• **Problem statement**: What you return should be the lines of the data containing "CreateHolderRequest", each in full.

•••••

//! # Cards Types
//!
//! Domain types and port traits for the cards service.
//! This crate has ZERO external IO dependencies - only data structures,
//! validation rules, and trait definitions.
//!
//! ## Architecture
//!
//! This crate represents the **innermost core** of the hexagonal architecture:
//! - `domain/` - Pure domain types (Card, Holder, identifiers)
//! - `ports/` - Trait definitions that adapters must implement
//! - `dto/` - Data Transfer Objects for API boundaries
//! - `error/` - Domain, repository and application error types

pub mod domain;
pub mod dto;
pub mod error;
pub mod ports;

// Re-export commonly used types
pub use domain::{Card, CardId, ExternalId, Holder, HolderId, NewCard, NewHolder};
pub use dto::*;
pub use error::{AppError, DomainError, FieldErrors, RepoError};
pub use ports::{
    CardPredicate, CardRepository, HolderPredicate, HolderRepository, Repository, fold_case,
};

•••••

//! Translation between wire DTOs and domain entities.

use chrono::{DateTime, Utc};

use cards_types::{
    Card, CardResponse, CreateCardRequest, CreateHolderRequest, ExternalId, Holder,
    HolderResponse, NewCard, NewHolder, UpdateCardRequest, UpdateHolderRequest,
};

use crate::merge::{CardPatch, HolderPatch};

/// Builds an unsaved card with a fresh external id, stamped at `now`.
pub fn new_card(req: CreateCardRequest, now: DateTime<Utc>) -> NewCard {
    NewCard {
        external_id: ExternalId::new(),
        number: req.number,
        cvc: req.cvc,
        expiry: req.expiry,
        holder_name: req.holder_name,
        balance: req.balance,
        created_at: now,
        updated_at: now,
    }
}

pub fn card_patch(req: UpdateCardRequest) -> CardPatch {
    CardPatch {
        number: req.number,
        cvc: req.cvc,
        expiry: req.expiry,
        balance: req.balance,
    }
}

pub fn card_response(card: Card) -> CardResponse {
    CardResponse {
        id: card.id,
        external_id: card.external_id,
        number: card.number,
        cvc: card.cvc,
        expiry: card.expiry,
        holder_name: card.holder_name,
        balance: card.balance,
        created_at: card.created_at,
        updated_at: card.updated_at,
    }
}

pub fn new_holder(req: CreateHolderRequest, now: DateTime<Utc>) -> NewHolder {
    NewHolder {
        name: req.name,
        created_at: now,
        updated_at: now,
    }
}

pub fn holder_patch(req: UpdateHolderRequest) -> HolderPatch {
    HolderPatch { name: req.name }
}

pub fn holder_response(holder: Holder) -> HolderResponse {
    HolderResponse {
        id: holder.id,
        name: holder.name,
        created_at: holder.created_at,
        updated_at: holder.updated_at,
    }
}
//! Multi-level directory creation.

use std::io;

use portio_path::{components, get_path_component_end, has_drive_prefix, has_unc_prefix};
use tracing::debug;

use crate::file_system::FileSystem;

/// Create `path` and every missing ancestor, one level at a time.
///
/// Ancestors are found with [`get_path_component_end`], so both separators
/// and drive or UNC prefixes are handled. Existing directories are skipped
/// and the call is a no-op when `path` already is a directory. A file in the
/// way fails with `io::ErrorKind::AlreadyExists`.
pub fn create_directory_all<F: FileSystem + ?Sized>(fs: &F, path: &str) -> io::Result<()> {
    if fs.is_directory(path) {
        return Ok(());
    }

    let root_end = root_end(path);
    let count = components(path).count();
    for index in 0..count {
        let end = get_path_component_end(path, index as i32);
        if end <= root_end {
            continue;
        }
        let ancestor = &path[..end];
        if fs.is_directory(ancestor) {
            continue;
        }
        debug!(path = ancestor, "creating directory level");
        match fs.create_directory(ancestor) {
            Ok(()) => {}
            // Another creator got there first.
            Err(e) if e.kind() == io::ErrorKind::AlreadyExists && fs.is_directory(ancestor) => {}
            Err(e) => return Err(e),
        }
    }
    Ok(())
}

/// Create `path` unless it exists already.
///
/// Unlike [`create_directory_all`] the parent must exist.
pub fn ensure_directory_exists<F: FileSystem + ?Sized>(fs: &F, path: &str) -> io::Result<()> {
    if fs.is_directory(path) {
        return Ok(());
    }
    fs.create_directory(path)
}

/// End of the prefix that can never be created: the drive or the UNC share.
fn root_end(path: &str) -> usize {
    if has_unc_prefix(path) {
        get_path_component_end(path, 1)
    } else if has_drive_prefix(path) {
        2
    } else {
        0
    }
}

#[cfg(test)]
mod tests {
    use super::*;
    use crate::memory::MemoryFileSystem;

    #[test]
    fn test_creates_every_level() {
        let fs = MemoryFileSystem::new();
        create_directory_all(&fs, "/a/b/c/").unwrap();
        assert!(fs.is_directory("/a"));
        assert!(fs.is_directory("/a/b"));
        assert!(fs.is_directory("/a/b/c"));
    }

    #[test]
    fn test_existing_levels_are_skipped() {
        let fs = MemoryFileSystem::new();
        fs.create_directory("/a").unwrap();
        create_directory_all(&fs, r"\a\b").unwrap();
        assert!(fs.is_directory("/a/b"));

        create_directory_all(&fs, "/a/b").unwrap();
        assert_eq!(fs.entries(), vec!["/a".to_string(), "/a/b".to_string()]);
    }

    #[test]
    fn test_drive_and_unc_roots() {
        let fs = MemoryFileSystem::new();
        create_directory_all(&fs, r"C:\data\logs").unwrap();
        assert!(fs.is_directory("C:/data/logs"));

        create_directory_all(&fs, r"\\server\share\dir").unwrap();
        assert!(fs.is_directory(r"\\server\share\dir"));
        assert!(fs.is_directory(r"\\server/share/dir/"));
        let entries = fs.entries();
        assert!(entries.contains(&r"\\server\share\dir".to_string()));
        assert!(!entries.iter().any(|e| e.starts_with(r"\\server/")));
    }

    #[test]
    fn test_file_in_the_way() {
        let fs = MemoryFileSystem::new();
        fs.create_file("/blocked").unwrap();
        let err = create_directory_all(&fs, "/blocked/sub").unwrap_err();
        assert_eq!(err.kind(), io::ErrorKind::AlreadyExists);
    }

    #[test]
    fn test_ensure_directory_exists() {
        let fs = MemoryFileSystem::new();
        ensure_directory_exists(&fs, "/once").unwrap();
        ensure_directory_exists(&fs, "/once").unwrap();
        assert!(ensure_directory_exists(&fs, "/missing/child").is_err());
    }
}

•••••

• **Exercise solution**:
    Card, CardResponse, CreateCardRequest, CreateHolderRequest, ExternalId, Holder,
pub fn new_holder(req: CreateHolderRequest, now: DateTime<Utc>) -> NewHolder {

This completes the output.